Discovery and analysis of cofactor-dependent phosphoglycerate mutase homologs as novel phosphoserine phosphatases in Hydrogenobacter thermophilus.

Phosphoserine phosphatase (PSP) catalyzes the dephosphorylation of phosphoserine to serine and inorganic phosphate. PSPs, which have been found in all three domains of life, belong to the haloacid dehalogenase-like hydrolase superfamily. However, certain organisms, particularly bacteria, lack a classical PSP gene, although they appear to possess a functional phosphoserine synthetic pathway. The apparent lack of a PSP ortholog in Hydrogenobacter thermophilus, an obligately chemolithoautotrophic and thermophilic bacterium, represented a missing link in serine anabolism because our previous study suggested that serine should be synthesized from phosphoserine. Here, we detected PSP activity in cell-free extracts of H. thermophilus and purified two proteins with PSP activity. Surprisingly, these proteins belonged to the histidine phosphatase superfamily and had been annotated as cofactor-dependent phosphoglycerate mutase (dPGM).

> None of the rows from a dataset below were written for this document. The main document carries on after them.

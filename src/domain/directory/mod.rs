//! Directory module - user and club administration.
//!
//! - `accounts` - create, sign up, update profile, PIN login and change
//! - `clubs` - create club, update club image
//! - `cascade` - user and club deletion

mod accounts;
mod cascade;
mod clubs;

pub use accounts::{authenticate, change_pin, create_user, sign_up, update_profile};
pub use cascade::{delete_club, delete_user};
pub use clubs::{create_club, update_club_image};
//! Stride-sampled diversified neighbor retrieval.
//!
//! Instead of a contiguous top-k, each requested stride `s` samples every
//! s-th entry of the full distance ranking. Larger strides deliberately
//! skip near-duplicates and surface a broader swath of the catalog; the
//! trade is strict relevance rank for diversity at coarser detail levels.

use std::collections::HashMap;

use rayon::prelude::*;

use crate::index::dedup::deduplicate;
use crate::index::store::FeatureStore;
use crate::index::types::{IndexResult, ProductId};

/// Parameters of a single neighbor query.
#[derive(Debug, Clone)]
pub struct QueryOptions {
    /// Coarseness levels to sample at, e.g. `[1, 64, 256, 1024, 4096]`.
    pub strides: Vec<usize>,

    /// Maximum samples taken from the ranking per stride, before dedup.
    pub query_limit: usize,

    /// Maximum IDs returned per stride, after dedup.
    pub result_limit: usize,

    /// Squared-distance threshold below which two results are duplicates.
    pub dedup_threshold: f32,

    /// Batch size for the dedup distance pass.
    pub dedup_batch_size: usize,

    /// When set, the best match is skipped (the query vector is itself a
    /// row of the index, always nearest to itself) and the query is
    /// prefixed into the dedup so near-copies of it are dropped.
    pub dedup_against_query: bool,
}

/// Ranked, diversified, deduplicated neighbor IDs per stride.
pub type NeighborMap = HashMap<usize, Vec<ProductId>>;

/// Runs a neighbor query for `vector` against the immutable store.
///
/// Pure function over read-only data; any number of queries may run in
/// parallel. The query vector is expected to be L2-normalized like every
/// stored row.
pub fn neighbors(
    store: &FeatureStore,
    vector: &[f32],
    options: &QueryOptions,
) -> IndexResult<NeighborMap> {
    store.dimension().validate_vector(vector)?;

    let order = ranked_rows(store, vector);
    // With dedup-against-query the best match is the query itself; skip it.
    let offset = usize::from(options.dedup_against_query);

    let mut results = HashMap::with_capacity(options.strides.len());
    for &stride in &options.strides {
        let window = sample_window(&order[offset..], stride, options.query_limit);
        let ids = dedup_window(store, vector, &window, options);
        results.insert(stride, ids);
    }
    Ok(results)
}

/// All row indices sorted ascending by squared distance to `vector`.
///
/// Uses ‖a−b‖² = ‖a‖² + ‖b‖² − 2a·b with the store's precomputed row
/// norms, so each row costs a single dot product. The sort is stable:
/// equal distances keep row order, keeping output deterministic.
fn ranked_rows(store: &FeatureStore, vector: &[f32]) -> Vec<usize> {
    let query_sq: f32 = vector.iter().map(|x| x * x).sum();
    let sq_norms = store.sq_norms();

    let distances: Vec<f32> = (0..store.len())
        .into_par_iter()
        .map(|row| {
            let dot: f32 = store
                .row(row)
                .iter()
                .zip(vector)
                .map(|(a, b)| a * b)
                .sum();
            sq_norms[row] + query_sq - 2.0 * dot
        })
        .collect();

    let mut order: Vec<usize> = (0..store.len()).collect();
    order.sort_by(|&a, &b| distances[a].total_cmp(&distances[b]));
    order
}

/// Takes positions s−1, 2s−1, … of the ranked order, up to `limit` samples.
fn sample_window(order: &[usize], stride: usize, limit: usize) -> Vec<usize> {
    if stride == 0 {
        return Vec::new();
    }
    (0..limit)
        .map(|k| (k + 1) * stride - 1)
        .take_while(|&pos| pos < order.len())
        .map(|pos| order[pos])
        .collect()
}

/// Deduplicates a candidate window and maps survivors back to IDs.
///
/// When deduplicating against the query, the query vector occupies the
/// first (highest-priority) slot; after the pass the prefix slot is
/// dropped and the remaining indices shift down by one.
fn dedup_window(
    store: &FeatureStore,
    vector: &[f32],
    window: &[usize],
    options: &QueryOptions,
) -> Vec<ProductId> {
    let mut candidates: Vec<Vec<f32>> = Vec::with_capacity(window.len() + 1);
    if options.dedup_against_query {
        candidates.push(vector.to_vec());
    }
    candidates.extend(window.iter().map(|&row| store.row(row).to_vec()));

    let mut keep = deduplicate(&candidates, options.dedup_threshold, options.dedup_batch_size);
    if options.dedup_against_query {
        keep.retain(|&i| i > 0);
        for i in &mut keep {
            *i -= 1;
        }
    }

    keep.truncate(options.result_limit);
    keep.into_iter()
        .map(|i| store.id(window[i]).clone())
        .collect()
}
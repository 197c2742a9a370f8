//! Near-duplicate collapse over a set of feature vectors.
//!
//! The rule is asymmetric by design: only an *earlier* vector can mark a
//! *later* one as a duplicate, so earlier entries always win and are never
//! discarded. This keeps the operation stable (the keep set does not
//! depend on the batch size) and makes a prefixed query vector the highest
//! priority entry when deduplicating search results against the query.

/// Squared Euclidean distance between two equal-length vectors.
#[must_use]
pub fn squared_distance(a: &[f32], b: &[f32]) -> f32 {
    debug_assert_eq!(a.len(), b.len(), "vectors must have the same dimension");
    a.iter()
        .zip(b.iter())
        .map(|(x, y)| {
            let d = x - y;
            d * d
        })
        .sum()
}

/// Returns indices of vectors to keep, earliest-wins.
///
/// Vectors are processed in fixed-size batches. For the batch starting at
/// global offset `i`, squared distances are taken between the full vector
/// set and the batch; a pair only counts when the comparison index is
/// strictly below the batch member's global index. Any batch member with
/// at least one such distance below `threshold` is dropped.
///
/// The keep set is idempotent under re-application and independent of
/// `batch_size`, which exists purely to bound the working set of the
/// distance computation.
#[must_use]
pub fn deduplicate(vectors: &[Vec<f32>], threshold: f32, batch_size: usize) -> Vec<usize> {
    debug_assert!(batch_size > 0, "batch size must be positive");

    let n = vectors.len();
    let mut keep = Vec::with_capacity(n);

    let mut start = 0;
    while start < n {
        let end = (start + batch_size).min(n);
        for member in start..end {
            // Only earlier vectors may flag this one.
            let duplicate = vectors[..member]
                .iter()
                .any(|earlier| squared_distance(earlier, &vectors[member]) < threshold);
            if !duplicate {
                keep.push(member);
            }
        }
        start = end;
    }

    keep
}
//! Request admission: rate limiting and per-key concurrency control.
//!
//! Both subsystems keep mutable per-key state behind one mutex per
//! instance, inserted lazily and removed when drained, so memory tracks
//! active clients rather than all clients ever seen. State is threaded
//! explicitly through the service; there are no globals.

pub mod rate;
pub mod semaphore;

pub use rate::RateLimiter;
pub use semaphore::{KeyedSemaphore, Permit, SemaphoreError};
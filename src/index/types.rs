//! Type-safe wrappers and error types for the embedding index.
//!
//! Newtypes here prevent primitive obsession at the index boundary:
//! catalog item IDs and vector dimensions each get their own type with
//! validation at the point of construction.

use serde::{Deserialize, Serialize};
use std::path::PathBuf;
use thiserror::Error;

/// Identifier of a catalog item, parallel to one row of the feature matrix.
///
/// IDs are opaque strings assigned by the upstream catalog; uniqueness is
/// assumed, not enforced here.
#[derive(Debug, Clone, PartialEq, Eq, Hash, PartialOrd, Ord, Serialize, Deserialize)]
#[serde(transparent)]
pub struct ProductId(String);

impl ProductId {
    /// Creates a new `ProductId` from any string-like value.
    pub fn new(id: impl Into<String>) -> Self {
        Self(id.into())
    }

    /// Returns the underlying string.
    #[must_use]
    pub fn as_str(&self) -> &str {
        &self.0
    }
}

impl std::fmt::Display for ProductId {
    fn fmt(&self, f: &mut std::fmt::Formatter<'_>) -> std::fmt::Result {
        write!(f, "{}", self.0)
    }
}

impl From<&str> for ProductId {
    fn from(id: &str) -> Self {
        Self(id.to_string())
    }
}

impl From<String> for ProductId {
    fn from(id: String) -> Self {
        Self(id)
    }
}

/// Type-safe wrapper for vector dimensions.
///
/// Every vector entering the index is validated against the store's
/// dimension, so a mismatched embedding model fails loudly instead of
/// producing garbage distances.
#[derive(Debug, Clone, Copy, PartialEq, Eq)]
pub struct VectorDimension(usize);

impl VectorDimension {
    /// Creates a new `VectorDimension` with validation.
    ///
    /// Returns an error if the dimension is zero.
    pub fn new(dim: usize) -> Result<Self, IndexError> {
        if dim == 0 {
            return Err(IndexError::InvalidDimension {
                dimension: 0,
                reason: "vector dimension cannot be zero",
            });
        }
        Ok(Self(dim))
    }

    /// Returns the underlying dimension value.
    #[must_use]
    pub const fn get(&self) -> usize {
        self.0
    }

    /// Validates that a vector has the expected dimension.
    pub fn validate_vector(&self, vector: &[f32]) -> Result<(), IndexError> {
        if vector.len() != self.0 {
            return Err(IndexError::DimensionMismatch {
                expected: self.0,
                actual: vector.len(),
            });
        }
        Ok(())
    }
}

impl std::fmt::Display for VectorDimension {
    fn fmt(&self, f: &mut std::fmt::Formatter<'_>) -> std::fmt::Result {
        write!(f, "{}", self.0)
    }
}

/// Errors that can occur while loading or querying the embedding index.
///
/// Startup variants (shard and cache errors) are fatal: the process must
/// not begin serving with a partial index. Lookup variants are per-request
/// and map to client rejections.
#[derive(Error, Debug)]
pub enum IndexError {
    #[error("failed to read shard '{path}': {source}\nSuggestion: check that the feature directory is complete and readable")]
    ShardRead {
        path: PathBuf,
        source: std::io::Error,
    },

    #[error("shard '{path}' is corrupt: {reason}\nSuggestion: regenerate the feature shards from the exporter")]
    ShardFormat { path: PathBuf, reason: String },

    #[error("feature directory '{dir}' is missing shard {index}\nSuggestion: shards must be numbered contiguously from 0")]
    MissingShard { dir: PathBuf, index: usize },

    #[error("no feature shards found in '{dir}'\nSuggestion: point feature_dir at the exported shard directory")]
    NoShards { dir: PathBuf },

    #[error("vector dimension mismatch: expected {expected}, got {actual}\nSuggestion: ensure all vectors come from the same embedding model")]
    DimensionMismatch { expected: usize, actual: usize },

    #[error("invalid vector dimension: {dimension}\nReason: {reason}")]
    InvalidDimension {
        dimension: usize,
        reason: &'static str,
    },

    #[error("invalid center count {center_count} for {vector_count} vectors\nSuggestion: use center counts between 1 and the vector count")]
    InvalidCenterCount {
        center_count: usize,
        vector_count: usize,
    },

    #[error("failed to write cluster cache '{path}': {source}\nSuggestion: check disk space and directory permissions")]
    CacheWrite {
        path: PathBuf,
        source: std::io::Error,
    },

    #[error("failed to load cluster cache '{path}': {reason}\nSuggestion: delete the cache file to force recomputation")]
    CacheLoad { path: PathBuf, reason: String },

    #[error("id '{0}' not found in the index")]
    IdNotFound(ProductId),

    #[error("keyword '{0}' has no prototype vector")]
    KeywordNotFound(String),
}

/// Result type alias for index operations.
pub type IndexResult<T> = Result<T, IndexError>;
impl FeatureStore {
    /// Loads every shard in `dir`, ascending by shard number.
    ///
    /// Shards must be named `0.shard`, `1.shard`, ... with no gaps; a
    /// missing or corrupt shard aborts the load. Rows are L2-normalized
    /// after concatenation.
    pub fn load(dir: impl AsRef<Path>) -> IndexResult<Self> {
        let dir = dir.as_ref();
        let shard_paths = Self::shard_paths(dir)?;

        info!(dir = %dir.display(), shards = shard_paths.len(), "loading feature shards");

        let mut entries = Vec::new();
        for path in &shard_paths {
            entries.extend(read_shard(path)?);
        }

        let store = Self::from_parts(entries)?;
        info!(
            vectors = store.len(),
            dimension = %store.dimension(),
            "feature matrix ready"
        );
        Ok(store)
    }

    /// Builds a store from `(id, vector)` pairs, normalizing each vector.
    ///
    /// This is the canonical constructor: shard loading, whitelist
    /// filtering, and prototype tables all funnel through it so the
    /// normalization invariant holds everywhere.
    pub fn from_parts(entries: Vec<(ProductId, Vec<f32>)>) -> IndexResult<Self> {
        let Some((_, first)) = entries.first() else {
            return Err(IndexError::InvalidDimension {
                dimension: 0,
                reason: "cannot build a feature store from zero vectors",
            });
        };
        let dimension = VectorDimension::new(first.len())?;

        let mut ids = Vec::with_capacity(entries.len());
        let mut data = Vec::with_capacity(entries.len() * dimension.get());
        for (id, vector) in entries {
            dimension.validate_vector(&vector)?;
            ids.push(id);
            data.extend_from_slice(&vector);
        }

        for row in data.chunks_exact_mut(dimension.get()) {
            normalize_row(row);
        }

        let sq_norms = data
            .chunks_exact(dimension.get())
            .map(|row| row.iter().map(|x| x * x).sum())
            .collect();

        let id_rows = ids
            .iter()
            .enumerate()
            .map(|(row, id)| (id.clone(), row))
            .collect();

        Ok(Self {
            ids,
            id_rows,
            data,
            dimension,
            sq_norms,
        })
    }

    /// Returns a new store containing only rows whose ID is in `whitelist`,
    /// relative order preserved.
    pub fn filter_by_whitelist(&self, whitelist: &HashSet<ProductId>) -> IndexResult<Self> {
        let entries: Vec<(ProductId, Vec<f32>)> = self
            .ids
            .iter()
            .enumerate()
            .filter(|(_, id)| whitelist.contains(id))
            .map(|(row, id)| (id.clone(), self.row(row).to_vec()))
            .collect();
        let kept = entries.len();
        let store = Self::from_parts(entries)?;
        info!(kept, total = self.len(), "applied whitelist filter");
        Ok(store)
    }

    /// Number of vectors in the store.
    #[must_use]
    pub fn len(&self) -> usize {
        self.ids.len()
    }

    #[must_use]
    pub fn is_empty(&self) -> bool {
        self.ids.is_empty()
    }

    /// The vector dimension shared by every row.
    #[must_use]
    pub fn dimension(&self) -> VectorDimension {
        self.dimension
    }

    /// The ID list, parallel to the matrix rows.
    #[must_use]
    pub fn ids(&self) -> &[ProductId] {
        &self.ids
    }

    /// ID of the vector at `row`.
    #[must_use]
    pub fn id(&self, row: usize) -> &ProductId {
        &self.ids[row]
    }

    /// Row index of `id`, if present.
    #[must_use]
    pub fn index_of(&self, id: &ProductId) -> Option<usize> {
        self.id_rows.get(id).copied()
    }

    /// The normalized vector at `row`.
    #[must_use]
    pub fn row(&self, row: usize) -> &[f32] {
        let dim = self.dimension.get();
        &self.data[row * dim..(row + 1) * dim]
    }

    /// Precomputed squared L2 norms, one per row.
    #[must_use]
    pub fn sq_norms(&self) -> &[f32] {
        &self.sq_norms
    }

    /// Collects shard paths in `dir`, validating contiguous numbering.
    fn shard_paths(dir: &Path) -> IndexResult<Vec<PathBuf>> {
        let reader = std::fs::read_dir(dir).map_err(|source| IndexError::ShardRead {
            path: dir.to_path_buf(),
            source,
        })?;

        let mut numbered = Vec::new();
        for entry in reader {
            let entry = entry.map_err(|source| IndexError::ShardRead {
                path: dir.to_path_buf(),
                source,
            })?;
            let path = entry.path();
            if path.extension().and_then(|e| e.to_str()) != Some(SHARD_EXTENSION) {
                continue;
            }
            let Some(index) = path
                .file_stem()
                .and_then(|s| s.to_str())
                .and_then(|s| s.parse::<usize>().ok())
            else {
                continue;
            };
            numbered.push((index, path));
        }

        if numbered.is_empty() {
            return Err(IndexError::NoShards {
                dir: dir.to_path_buf(),
            });
        }

        numbered.sort_by_key(|(index, _)| *index);
        for (expected, (actual, _)) in numbered.iter().enumerate() {
            if *actual != expected {
                return Err(IndexError::MissingShard {
                    dir: dir.to_path_buf(),
                    index: expected,
                });
            }
        }

        Ok(numbered.into_iter().map(|(_, path)| path).collect())
    }
}
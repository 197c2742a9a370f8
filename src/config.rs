//! Configuration for the retrieval service.
//!
//! This module provides a layered configuration system that supports:
//! - Default values
//! - TOML configuration file
//! - Environment variable overrides
//!
//! # Environment Variables
//!
//! Environment variables must be prefixed with `LOOKALIKE_` and use double
//! underscores to separate nested levels:
//! - `LOOKALIKE_LIMITS__MAX_NEIGHBORS_PER_HOUR=500` sets `limits.max_neighbors_per_hour`
//! - `LOOKALIKE_QUERY__DEDUP_THRESHOLD=0.02` sets `query.dedup_threshold`

use figment::{
    Figment,
    providers::{Env, Format, Serialized, Toml},
};
use serde::{Deserialize, Serialize};
use std::path::PathBuf;

use crate::index::cluster::ClusterConfig;

/// Name of the configuration file searched in the working directory.
const CONFIG_FILE: &str = "lookalike.toml";

#[derive(Debug, Deserialize, Serialize, Clone)]
pub struct Settings {
    /// Directory holding the numbered feature shard files
    #[serde(default = "default_feature_dir")]
    pub feature_dir: PathBuf,

    /// Path of the cluster seed cache artifact
    #[serde(default = "default_cluster_cache")]
    pub cluster_cache: PathBuf,

    /// Optional whitelist file (one ID per line); restricts the index and
    /// the seed list to the listed IDs
    #[serde(skip_serializing_if = "Option::is_none")]
    pub whitelist_path: Option<PathBuf>,

    /// Optional keyword prototype table, stored in shard format
    #[serde(skip_serializing_if = "Option::is_none")]
    pub prototype_path: Option<PathBuf>,

    /// Number of reverse proxies in front of the service; 0 means client
    /// keys come from the peer address directly
    #[serde(default = "default_proxy_count")]
    pub proxy_count: usize,

    /// Neighbor query parameters
    #[serde(default)]
    pub query: QuerySettings,

    /// Seed clustering parameters
    #[serde(default)]
    pub cluster: ClusterConfig,

    /// Admission control parameters
    #[serde(default)]
    pub limits: LimitsConfig,
}

#[derive(Debug, Deserialize, Serialize, Clone)]
pub struct QuerySettings {
    /// Coarseness levels sampled per query
    #[serde(default = "default_strides")]
    pub strides: Vec<usize>,

    /// Samples taken from the ranking per stride, before dedup
    #[serde(default = "default_query_limit")]
    pub query_limit: usize,

    /// Results returned per stride, after dedup
    #[serde(default = "default_result_limit")]
    pub result_limit: usize,

    /// Squared-distance threshold for near-duplicate results
    #[serde(default = "default_dedup_threshold")]
    pub dedup_threshold: f32,

    /// Batch size of the dedup distance pass
    #[serde(default = "default_dedup_batch_size")]
    pub dedup_batch_size: usize,
}

#[derive(Debug, Deserialize, Serialize, Clone)]
pub struct LimitsConfig {
    /// Hourly budget per client for the neighbors endpoint
    #[serde(default = "default_max_neighbors_per_hour")]
    pub max_neighbors_per_hour: f64,

    /// Hourly budget per client for the encode endpoint
    #[serde(default = "default_max_encodes_per_hour")]
    pub max_encodes_per_hour: f64,

    /// Concurrent neighbor queries per client
    #[serde(default = "default_neighbor_concurrency")]
    pub neighbor_concurrency: usize,

    /// Queued neighbor queries per client before shedding
    #[serde(default = "default_neighbor_queue_limit")]
    pub neighbor_queue_limit: usize,

    /// Concurrent image fetches per client
    #[serde(default = "default_image_concurrency")]
    pub image_concurrency: usize,

    /// Queued image fetches per client before shedding
    #[serde(default = "default_image_queue_limit")]
    pub image_queue_limit: usize,
}

// Default value functions
fn default_feature_dir() -> PathBuf {
    PathBuf::from("features")
}
fn default_cluster_cache() -> PathBuf {
    PathBuf::from("clusters.json")
}
fn default_proxy_count() -> usize {
    0
}
fn default_strides() -> Vec<usize> {
    vec![1, 64, 256, 1024, 4096]
}
fn default_query_limit() -> usize {
    128
}
fn default_result_limit() -> usize {
    128
}
fn default_dedup_threshold() -> f32 {
    0.01
}
fn default_dedup_batch_size() -> usize {
    128
}
fn default_max_neighbors_per_hour() -> f64 {
    1000.0
}
fn default_max_encodes_per_hour() -> f64 {
    1000.0
}
fn default_neighbor_concurrency() -> usize {
    1
}
fn default_neighbor_queue_limit() -> usize {
    64
}
fn default_image_concurrency() -> usize {
    64
}
fn default_image_queue_limit() -> usize {
    2048
}

impl Default for Settings {
    fn default() -> Self {
        Self {
            feature_dir: default_feature_dir(),
            cluster_cache: default_cluster_cache(),
            whitelist_path: None,
            prototype_path: None,
            proxy_count: default_proxy_count(),
            query: QuerySettings::default(),
            cluster: ClusterConfig::default(),
            limits: LimitsConfig::default(),
        }
    }
}

impl Default for QuerySettings {
    fn default() -> Self {
        Self {
            strides: default_strides(),
            query_limit: default_query_limit(),
            result_limit: default_result_limit(),
            dedup_threshold: default_dedup_threshold(),
            dedup_batch_size: default_dedup_batch_size(),
        }
    }
}

impl Default for LimitsConfig {
    fn default() -> Self {
        Self {
            max_neighbors_per_hour: default_max_neighbors_per_hour(),
            max_encodes_per_hour: default_max_encodes_per_hour(),
            neighbor_concurrency: default_neighbor_concurrency(),
            neighbor_queue_limit: default_neighbor_queue_limit(),
            image_concurrency: default_image_concurrency(),
            image_queue_limit: default_image_queue_limit(),
        }
    }
}

impl Settings {
    /// Load configuration from all sources
    pub fn load() -> Result<Self, Box<figment::Error>> {
        Self::figment(Toml::file(CONFIG_FILE))
    }

    /// Load configuration from a specific file
    pub fn load_from(path: impl AsRef<std::path::Path>) -> Result<Self, Box<figment::Error>> {
        Self::figment(Toml::file(path))
    }

    fn figment(
        file: figment::providers::Data<Toml>,
    ) -> Result<Self, Box<figment::Error>> {
        Figment::new()
            // Start with defaults
            .merge(Serialized::defaults(Settings::default()))
            // Layer in config file if it exists
            .merge(file)
            // Layer in environment variables with LOOKALIKE_ prefix
            // Use double underscore (__) to separate nested levels
            .merge(Env::prefixed("LOOKALIKE_").map(|key| {
                key.as_str().to_lowercase().replace("__", ".").into()
            }))
            .extract()
            .map_err(Box::new)
    }
}
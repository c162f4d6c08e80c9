use serde::Serialize;
use sqlx::FromRow;

use crate::models::profile::Profile;

/// One GROUP BY row: a resource (or artist) with its active rating count and average.
#[derive(Debug, Clone, FromRow)]
pub struct ResourceAggregate {
    pub resource_id: String,
    pub total: i64,
    pub average: f64,
}

/// A ranked chart entry. Never persisted; recomputed per request.
#[derive(Debug, Clone, Serialize)]
#[serde(rename_all = "camelCase")]
pub struct ScoredResource {
    pub resource_id: String,
    pub total: i64,
    pub average: f64,
    pub sort_value: f64,
}

#[derive(Debug, Clone, Serialize, FromRow)]
#[serde(rename_all = "camelCase")]
pub struct LeaderboardEntry {
    #[sqlx(flatten)]
    pub profile: Profile,
    pub total: i64,
}

#[derive(Debug, Clone, Serialize)]
pub struct AlbumCharts {
    pub trending: Vec<String>,
    pub top: Vec<String>,
    pub popular: Vec<String>,
}

#[derive(Debug, Clone, Serialize)]
pub struct ArtistCharts {
    pub top: Vec<String>,
}

#[derive(Debug, Clone, Serialize)]
pub struct Charts {
    pub albums: AlbumCharts,
    pub artists: ArtistCharts,
    pub leaderboard: Vec<LeaderboardEntry>,
}
pub mod get;

pub use get::{DistributionFilters, DistributionTarget, fold_distribution, get_distribution};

However, because they possessed neither mutase activity nor the residues important for the activity, we defined these proteins as novel-type PSPs. Considering the strict substrate specificity toward l-phosphoserine, kinetic parameters, and PSP activity levels in cell-free extracts, these proteins were strongly suggested to function as PSPs in vivo. We also detected PSP activity from "dPGM-like" proteins of Thermus thermophilus and Arabidopsis thaliana, suggesting that PSP activity catalyzed by dPGM-like proteins may be distributed among a broad range of organisms. In fact, a number of bacterial genera, including Firmicutes and Cyanobacteria, were proposed to be strong candidates for possessing this novel type of PSP. These findings will help to identify the missing link in serine anabolism.